Des enjeux géostratégiques énormes, quatre mondes qui rivalisent et des Américains dominateurs

Si Moscou s'est rallié à la position de Bakou, c'est en échange d'une promesse d'Aliev de ne pas proposer de solution alternative à l'actuelle évacuation du pétrole Kazakh de Tenguiz (le plus riche gisement de la zone) par la Russie ; Moscou pourrait même arrêter de soutenir l'Arménie. Les Etats-Unis sont partisans de la voie turque, c'est-à-dire de la construction d'un oléoduc de plus de 2000 km entre Bakou et le port méditerranéen de Ceyhan. Le coût est élevé, environ 20 milliards de francs, soit quatre dollars de plus par baril. La Russie est opposée au projet, mais la Turquie envisage de la contrer en rendant plus difficile le passage des Dardannelles... La Géorgie et la Turquie ont déjà conclu un accord sur ce projet. On envisage aussi une canalisation reliant Novorossyik à Soupsa, ce qui pourrait calmer la tension entre la Russie et la Géorgie. L'Iran, qui possède un bon système de transport des hydrocarbures, propose un accès direct au Golfe arabo-persique. Une bonne solution qui se heurte au veto -pour l'instant- des Etats-Unis.

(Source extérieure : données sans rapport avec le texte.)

#[test]
fn non_convex_clip_and_contour() {
    let cell = u_prism();
    let scalars: Vec<f64> = cell.points().iter().map(|p| p[0]).collect();

    let volume = |c: &polycell::cell::polyhedron::ClippedCell<f64>| -> f64 {
        c.tetras.iter().map(|&t| tet_volume(&c.points, t)).sum()
    };
    let high = cell.clip(1.5, &scalars, false).unwrap();
    let low = cell.clip(1.5, &scalars, true).unwrap();
    assert_abs_diff_eq!(volume(&high), 3.5, epsilon = 1e-9);
    assert_abs_diff_eq!(volume(&low), 3.5, epsilon = 1e-9);
    assert_abs_diff_eq!(volume(&high) + volume(&low), cell.volume(), epsilon = 1e-9);

    let contour = cell.contour(1.5, &scalars).unwrap();
    let area: f64 = contour
        .triangles
        .iter()
        .map(|&t| triangle_area(&contour.points, t))
        .sum();
    assert_abs_diff_eq!(area, 1.0, epsilon = 1e-9);
    assert!(contour.points.iter().all(|p| p[1] <= 1.0 + 1e-12));
}

#[test]
fn non_convex_gradient() {
    let cell = u_prism();
    let values: Vec<f64> = cell
        .points()
        .iter()
        .map(|p| 2.0 * p[0] + 3.0 * p[1] - p[2])
        .collect();
    // (2.5, 2.0, 0.5) in the right arm
    let g = cell.derivatives(&[2.5 / 3.0, 2.0 / 3.0, 0.5], &values, 1).unwrap();
    assert_abs_diff_eq!(g[0], 2.0, epsilon = 1e-9);
    assert_abs_diff_eq!(g[1], 3.0, epsilon = 1e-9);
    assert_abs_diff_eq!(g[2], -1.0, epsilon = 1e-9);
}
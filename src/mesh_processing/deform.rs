// SPDX-License-Identifier: MIT
//
// Copyright (c) 2025 Alexandre Severino
//
// Permission is hereby granted, free of charge, to any person obtaining a copy
// of this software and associated documentation files (the "Software"), to deal
// in the Software without restriction, including without limitation the rights
// to use, copy, modify, merge, publish, distribute, sublicense, and/or sell
// copies of the Software, and to permit persons to whom the Software is
// furnished to do so, subject to the following conditions:
//
// The above copyright notice and this permission notice shall be included in
// all copies or substantial portions of the Software.
//
// THE SOFTWARE IS PROVIDED "AS IS", WITHOUT WARRANTY OF ANY KIND, EXPRESS OR
// IMPLIED, INCLUDING BUT NOT LIMITED TO THE WARRANTIES OF MERCHANTABILITY,
// FITNESS FOR A PARTICULAR PURPOSE AND NONINFRINGEMENT. IN NO EVENT SHALL THE
// AUTHORS OR COPYRIGHT HOLDERS BE LIABLE FOR ANY CLAIM, DAMAGES OR OTHER
// LIABILITY, WHETHER IN AN ACTION OF CONTRACT, TORT OR OTHERWISE, ARISING FROM,
// OUT OF OR IN CONNECTION WITH THE SOFTWARE OR THE USE OR OTHER DEALINGS IN THE
// SOFTWARE.

//! Deforms a point set with a closed triangle control mesh.
//!
//! Every point is bound to the control mesh by its mean value weights. The
//! weights are computed once and reused while the topology is unchanged, so
//! moving the control points moves the bound points smoothly.

use std::sync::{
    Arc,
    atomic::{AtomicBool, Ordering},
};

#[cfg(feature = "parallel")]
use rayon::prelude::*;
use thiserror::Error;

use crate::{
    geometry::point::Point3,
    interpolation::{InterpolationError, Triangles, mvc},
    numeric::scalar::Scalar,
};

#[derive(Clone, Debug, Error, PartialEq, Eq)]
pub enum DeformError {
    #[error("control mesh must be a closed triangle mesh, cell {cell} has {size} points")]
    NotTriangleMesh { cell: usize, size: usize },
    #[error("deformation aborted")]
    Aborted,
    #[error(transparent)]
    Interpolation(#[from] InterpolationError),
}

/// Sizes the cached weights were computed for.
#[derive(Debug, Clone, Copy, PartialEq, Eq)]
struct Signature {
    control_points: usize,
    control_triangles: usize,
    points: usize,
}

#[derive(Debug, Clone, Default)]
pub struct DeformPointSet<T: Scalar> {
    initialize_weights: bool,
    signature: Option<Signature>,
    /// Row per point, column per control point.
    weights: Vec<T>,
    abort: Option<Arc<AtomicBool>>,
}

impl<T: Scalar> DeformPointSet<T> {
    pub fn new() -> Self {
        DeformPointSet {
            initialize_weights: false,
            signature: None,
            weights: Vec::new(),
            abort: None,
        }
    }

    /// Checked every tenth of the work; raising it makes [`deform`] return
    /// [`DeformError::Aborted`].
    ///
    /// [`deform`]: DeformPointSet::deform
    pub fn with_abort(mut self, flag: Arc<AtomicBool>) -> Self {
        self.abort = Some(flag);
        self
    }

    /// Forces the next [`DeformPointSet::deform`] to recompute the weights,
    /// e.g. to rebind the points to a control mesh in a new rest pose.
    pub fn set_initialize_weights(&mut self, initialize: bool) {
        self.initialize_weights = initialize;
    }

    pub fn initialize_weights(&self) -> bool {
        self.initialize_weights
    }

    pub fn has_weights(&self) -> bool {
        self.signature.is_some()
    }

    /// Cached weights of point `i`.
    pub fn weights(&self, i: usize) -> Option<&[T]> {
        let cols = self.signature?.control_points;
        self.weights.get(i * cols..(i + 1) * cols)
    }

    /// Positions of `points` driven by the control mesh.
    ///
    /// Weights are computed against the control mesh on the first call, when
    /// any of the point, control point or control triangle counts change,
    /// or when [`DeformPointSet::set_initialize_weights`] was set.
    pub fn deform<'a>(
        &mut self,
        points: &[Point3<T>],
        control_points: &[Point3<T>],
        control_triangles: impl Into<Triangles<'a>>,
    ) -> Result<Vec<Point3<T>>, DeformError> {
        let triangles = control_triangles.into();
        triangles
            .validate(control_points.len())
            .map_err(|e| match e {
                InterpolationError::NotTriangle { cell, size } => {
                    DeformError::NotTriangleMesh { cell, size }
                }
                other => other.into(),
            })?;

        let signature = Signature {
            control_points: control_points.len(),
            control_triangles: triangles.len(),
            points: points.len(),
        };
        let interval = points.len() / 10 + 1;
        let abort = self.abort.as_deref();

        let stale = self.initialize_weights || self.signature != Some(signature);
        if stale {
            log::debug!(
                "binding {} points to a control mesh of {} points",
                points.len(),
                control_points.len()
            );
            self.signature = None;
            self.weights = vec![T::zero(); points.len() * control_points.len()];
            bind(&mut self.weights, points, control_points, triangles, interval, abort)?;
            self.initialize_weights = false;
            self.signature = Some(signature);
        }

        let cols = control_points.len();
        let mut out = Vec::with_capacity(points.len());
        for (i, row) in self.weights.chunks_exact(cols).enumerate() {
            if i % interval == 0 {
                log::debug!("deforming point {i} of {}", points.len());
                check_abort(abort)?;
            }
            let mut x = [T::zero(); 3];
            for (p, &w) in control_points.iter().zip(row) {
                for k in 0..3 {
                    x[k] = x[k] + p[k] * w;
                }
            }
            out.push(Point3::new(x));
        }
        Ok(out)
    }
}

fn check_abort(abort: Option<&AtomicBool>) -> Result<(), DeformError> {
    match abort {
        Some(flag) if flag.load(Ordering::Relaxed) => Err(DeformError::Aborted),
        _ => Ok(()),
    }
}

/// Fills one weight row per point.
fn bind<T: Scalar>(
    weights: &mut [T],
    points: &[Point3<T>],
    control_points: &[Point3<T>],
    triangles: Triangles<'_>,
    interval: usize,
    abort: Option<&AtomicBool>,
) -> Result<(), DeformError> {
    let cols = control_points.len();

    #[cfg(feature = "parallel")]
    let rows = weights
        .par_chunks_exact_mut(cols)
        .zip(points.par_iter())
        .enumerate();
    #[cfg(not(feature = "parallel"))]
    let mut rows = weights.chunks_exact_mut(cols).zip(points.iter()).enumerate();

    rows.try_for_each(|(i, (row, p))| {
        if i % interval == 0 {
            log::debug!("computing weights for point {i} of {}", points.len());
            check_abort(abort)?;
        }
        mvc::compute_weights_into(p, control_points, triangles, row)?;
        Ok(())
    })
}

La Chine aimerait bien substituer à la route de la soie une route du pétrole et songe à un gigantesque oléoduc qui lui amènerait le pétrole du Kazakhstan sans passer par la Russie. Dernière solution envisagée, et qui avait la bénédiction américaine : la voie afghane sous la forme d'un oléoduc reliant le Turkménistan au Pakistan. Mais le projet mis au point par le pétrolier US Unocal est gelé par les événements afghans. On assiste donc autour de la mer Caspienne à une version moderne du « Grand Jeu » qui opposait l'empire russe et l'empire britannique pour le partage de l'empire ottoman, de l'empire perse et de l'Asie centrale. Certains stratèges estiment que la mer caspienne est un des grands enjeux de demain. Dans son livre « Le Grand Echiquier » (Bayard 1997), Zbigniew Brzezinski, ancien conseiller du président Carter, écrit que « les Etats-Unis garants de la stabilité internationale dans le Caucase » doivent mettre au point une « géopolitique pour l'Eurasie » propre à maintenir leur influence dans cette région qui sera « l'axe du monde » au siècle prochain grâce à ses richesses et à sa population.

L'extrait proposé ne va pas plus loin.